All this may seem unimaginable to many people today, perhaps including Bitcoin enthusiasts, but in fact happened.  Said Roosevelt in explanation, “The issuance and control of the medium of exchange which we call ‘money’ is a high prerogative of government.”

President Hoover had warned in 1932 that the U.S. was close to having to go off the gold standard.  Running for President, Roosevelt called this “a libel on the credit of the United States.”  He furthermore pronounced that “no responsible government would have sold to the country securities payable in gold if it knew that the promise—yes, the covenant—embodied in those securities was…dubious.”  The next year, during Roosevelt’s own administration, this “covenant” was tossed overboard.  Congress and the President “abrogated”—i.e. repudiated—the obligation of the government to pay as promised.  One can argue that this was required by the desperate economic and financial times, but about the fact of the default there can be no argument.

Roosevelt’s Executive Order 6102, “Requiring Gold Coin, Gold Bullion and Gold Certificates to Be Delivered to the Government,” of April 5, 1933 marks an instructive moment in both American monetary and political history.  To modern eyes, it looks autocratic, or perhaps could fairly be described as despotic.

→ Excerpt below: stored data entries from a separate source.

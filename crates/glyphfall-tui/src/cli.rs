//! Command-line arguments.

use std::path::PathBuf;

use clap::Parser;
use glyphfall_app::{DEFAULT_DELAY, MAX_DELAY, Settings};
use glyphfall_core::{BoldMode, Catalog, Color, Config};

/// Falling-glyph terminal effect
#[derive(Parser, Debug)]
#[command(name = "glyphfall")]
#[command(about = "Scrolling streams of glyphs, terminal screensaver style")]
#[command(version)]
#[allow(clippy::struct_excessive_bools, reason = "one field per command-line switch")]
pub struct Args {
    /// Asynchronous scroll: columns fall at different speeds
    #[arg(short = 'a', long = "async")]
    pub asynchronous: bool,

    /// Bold characters on
    #[arg(short = 'b', long)]
    pub bold: bool,

    /// All bold characters (overrides -b)
    #[arg(short = 'B', long)]
    pub all_bold: bool,

    /// Use half-width katakana glyphs
    #[arg(short = 'c', long)]
    pub katakana: bool,

    /// Stream color: green, red, blue, white, yellow, cyan, magenta or black
    #[arg(short = 'C', long, default_value_t = Color::Green)]
    pub color: Color,

    /// Glyphs change while scrolling
    #[arg(short = 'k', long)]
    pub changes: bool,

    /// Lock mode: quit keys and signals are ignored
    #[arg(short = 'L', long)]
    pub lock: bool,

    /// Lambda mode
    #[arg(short = 'm', long)]
    pub lambda: bool,

    /// Message to show in the center of the screen
    #[arg(short = 'M', long)]
    pub message: Option<String>,

    /// No bold characters (overrides -b and -B, default)
    #[arg(short = 'n', long)]
    pub no_bold: bool,

    /// Rainbow mode
    #[arg(short = 'r', long)]
    pub rainbow: bool,

    /// Screensaver mode: quit on the first keystroke
    #[arg(short = 's', long)]
    pub screensaver: bool,

    /// Screen update delay, 0 - 10 (tens of milliseconds)
    #[arg(
        short = 'u',
        long = "update",
        default_value_t = DEFAULT_DELAY,
        value_parser = clap::value_parser!(u8).range(0..=i64::from(MAX_DELAY)),
    )]
    pub delay: u8,

    /// Write logs to this file. Logging is off without it
    #[arg(long)]
    pub log_file: Option<PathBuf>,

    /// Log filter (trace, debug, info, warn, error). `RUST_LOG` takes precedence
    #[arg(long, default_value = "info")]
    pub log_level: String,

    /// Accepted for compatibility and ignored
    #[arg(short = 'l', hide = true)]
    pub linux_console: bool,

    /// Accepted for compatibility and ignored
    #[arg(short = 'o', hide = true)]
    pub old_scroll: bool,

    /// Accepted for compatibility and ignored
    #[arg(short = 'x', hide = true)]
    pub x_window: bool,

    /// Accepted for compatibility and ignored
    #[arg(short = 'f', hide = true)]
    pub force_linux: bool,
}

impl Args {
    /// Bold mode after resolving `-b`, `-B` and `-n`.
    pub fn bold_mode(&self) -> BoldMode {
        if self.no_bold {
            BoldMode::Off
        } else if self.all_bold {
            BoldMode::All
        } else if self.bold {
            BoldMode::Alternate
        } else {
            BoldMode::Off
        }
    }

    /// Compatibility switches that were given and have no effect.
    pub fn ignored_flags(&self) -> Vec<char> {
        [
            ('l', self.linux_console),
            ('o', self.old_scroll),
            ('x', self.x_window),
            ('f', self.force_linux),
        ]
        .into_iter()
        .filter_map(|(flag, set)| set.then_some(flag))
        .collect()
    }

    /// Startup settings described by these arguments.
    pub fn settings(&self) -> Settings {
        let config = Config {
            asynchronous: self.asynchronous,
            changes: self.changes,
            bold: self.bold_mode(),
            rainbow: self.rainbow,
            lambda: self.lambda,
            catalog: if self.katakana { Catalog::Katakana } else { Catalog::Latin },
            color: self.color,
            paused: false,
            message: self.message.clone(),
        };
        let settings =
            Settings { config, delay: self.delay, lock: false, screensaver: self.screensaver };

        if self.lock { settings.locked() } else { settings }
    }
}
//! Simulation driver implementing the Driver trait.
//!
//! `SimDriver` provides the same interface as the terminal driver but for
//! deterministic testing. It implements [`Driver`] so the same
//! [`glyphfall_app::Runtime`] orchestration code runs in both production and
//! simulation.
//!
//! Time is virtual: each poll returns the next scripted batch immediately and
//! records the timeout it was asked to wait.

use std::{
    collections::VecDeque,
    sync::{Arc, Mutex, MutexGuard, PoisonError},
    time::Duration,
};

use glyphfall_app::{App, AppEvent, Driver};
use glyphfall_core::RenderedFrame;

use crate::invariants::{EngineSnapshot, InvariantRegistry};

/// Error type for simulation driver.
#[derive(Debug, Clone, PartialEq, Eq, thiserror::Error)]
pub enum SimDriverError {
    /// Every scripted batch has been delivered.
    #[error("event script exhausted after {polls} polls")]
    ScriptExhausted {
        /// Polls served before running out.
        polls: usize,
    },
}

/// Shared state for event injection and inspection.
///
/// The runtime owns the driver, so tests observe it through a [`SimHandle`].
#[derive(Default)]
struct SharedState {
    batches: VecDeque<Vec<AppEvent>>,
    frames: Vec<RenderedFrame>,
    timeouts: Vec<Duration>,
    stopped: bool,
}

/// Simulation driver for deterministic testing.
///
/// Implements [`Driver`] trait so the same [`glyphfall_app::Runtime`]
/// orchestration code runs in both production TUI and simulation tests.
pub struct SimDriver {
    size: (u16, u16),
    state: Arc<Mutex<SharedState>>,
    invariants: Option<InvariantRegistry>,
}

impl SimDriver {
    /// Create a driver reporting a `cols x rows` output.
    pub fn new(cols: u16, rows: u16) -> Self {
        Self { size: (cols, rows), state: Arc::default(), invariants: None }
    }

    /// Enable invariant checking after every render.
    #[must_use]
    pub fn with_invariants(mut self, registry: InvariantRegistry) -> Self {
        self.invariants = Some(registry);
        self
    }

    /// Queue a batch of events delivered together by one poll.
    pub fn inject_batch(&self, events: Vec<AppEvent>) {
        lock(&self.state).batches.push_back(events);
    }

    /// Queue a single event as its own batch.
    pub fn inject_event(&self, event: AppEvent) {
        self.inject_batch(vec![event]);
    }

    /// Queue `frames` polls that deliver no input.
    pub fn inject_idle(&self, frames: usize) {
        let mut state = lock(&self.state);
        state.batches.extend(std::iter::repeat_with(Vec::new).take(frames));
    }

    /// Handle for inspecting the driver after the runtime takes ownership.
    pub fn handle(&self) -> SimHandle {
        SimHandle { state: Arc::clone(&self.state) }
    }

    /// Check invariants against App state.
    ///
    /// # Panics
    ///
    /// Panics if invariants are enabled and one is violated.
    pub fn check_invariants(&self, app: &App, context: &str) {
        if let Some(ref registry) = self.invariants {
            let snapshot = EngineSnapshot::from_app(app);
            registry.assert_all(&snapshot, context);
        }
    }
}

impl Driver for SimDriver {
    type Error = SimDriverError;

    fn size(&self) -> Result<(u16, u16), Self::Error> {
        Ok(self.size)
    }

    async fn poll_events(&mut self, timeout: Duration) -> Result<Vec<AppEvent>, Self::Error> {
        let mut state = lock(&self.state);
        state.timeouts.push(timeout);
        let polls = state.timeouts.len();
        state.batches.pop_front().ok_or(SimDriverError::ScriptExhausted { polls: polls - 1 })
    }

    fn render(&mut self, app: &App) -> Result<(), Self::Error> {
        let frame_no = {
            let mut state = lock(&self.state);
            state.frames.push(app.frame().clone());
            state.frames.len()
        };
        self.check_invariants(app, &format!("after frame {frame_no}"));
        Ok(())
    }

    fn stop(&mut self) {
        lock(&self.state).stopped = true;
        tracing::debug!("sim driver stopped");
    }
}

/// Read access to a [`SimDriver`]'s captured output.
#[derive(Clone)]
pub struct SimHandle {
    state: Arc<Mutex<SharedState>>,
}

impl SimHandle {
    /// Every frame rendered so far.
    pub fn frames(&self) -> Vec<RenderedFrame> {
        lock(&self.state).frames.clone()
    }

    /// Number of frames rendered so far.
    pub fn frame_count(&self) -> usize {
        lock(&self.state).frames.len()
    }

    /// Most recently rendered frame.
    pub fn last_frame(&self) -> Option<RenderedFrame> {
        lock(&self.state).frames.last().cloned()
    }

    /// Timeouts the runtime polled with, in order.
    pub fn timeouts(&self) -> Vec<Duration> {
        lock(&self.state).timeouts.clone()
    }

    /// Whether the runtime stopped the driver.
    pub fn is_stopped(&self) -> bool {
        lock(&self.state).stopped
    }

    /// Scripted batches not yet delivered.
    pub fn pending(&self) -> usize {
        lock(&self.state).batches.len()
    }
}

fn lock(state: &Mutex<SharedState>) -> MutexGuard<'_, SharedState> {
    state.lock().unwrap_or_else(PoisonError::into_inner)
}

The order begins, “By virtue of the authority vested in me by Section 5(b) of the Act of October 6, 1917,” without naming what act that is.  Why not?  Well, that was the Trading with the Enemy Act which was used to confiscate German property during the First World War.

The order states:

-“All persons are hereby required to deliver on or before May 1, 1933…all gold coin, gold bullion and gold certificates now owned by them or coming into their ownership.”

-“Until otherwise ordered any person becoming the owner of any gold coin, gold bullion or gold certificates shall, within three days after receipt thereof, deliver the same.”

-“The Federal Reserve Bank or member bank will pay therefore an equivalent amount of any other form of coin or currency”—in other words, we will give you some nice paper money in exchange.

Lastly, the threat:

-“Whoever willfully violates any provision of this Executive Order or of these regulations or of any rule, regulation or license issued hereunder may be fined not more than $10,000, or, if a natural person, may be imprisoned for not more than ten years, or both.”

Ten thousand 1933 dollars was a punitive fine—equivalent to about $190,000 today.  But the real punishment for trying to protect your assets was “We’ll put you in jail for ten years!”

A few months later the order was revised and tightened up by Roosevelt’s Executive Order 6260, “On Hoarding and Exporting Gold” of August 28, 1933.  It specifies that “no person shall hold in his possession or retain any interest, legal or equitable, in any gold,” and adds a reporting requirement: “Every person in possession of and every person owning gold…shall make under oath and file…a return to the Secretary of the Treasury containing true and complete information” about any gold holdings, “to be filed with the Collector of Internal Revenue.”  So the IRS was brought in as an enforcer, too.  The threat of fines and prison continued as before.

It’s a prudent idea to protect yourself against the government’s perpetual urge to depreciate its currency. But if pushing comes to shoving, how do you protect yourself against the government’s confiscating the assets you so prudently acquired—and its being willing to put you in prison if you try to keep them?  What governments, even democratic ones, are willing to do when under sufficient pressure, is a lesson Bitcoin holders and everybody else can usefully consider.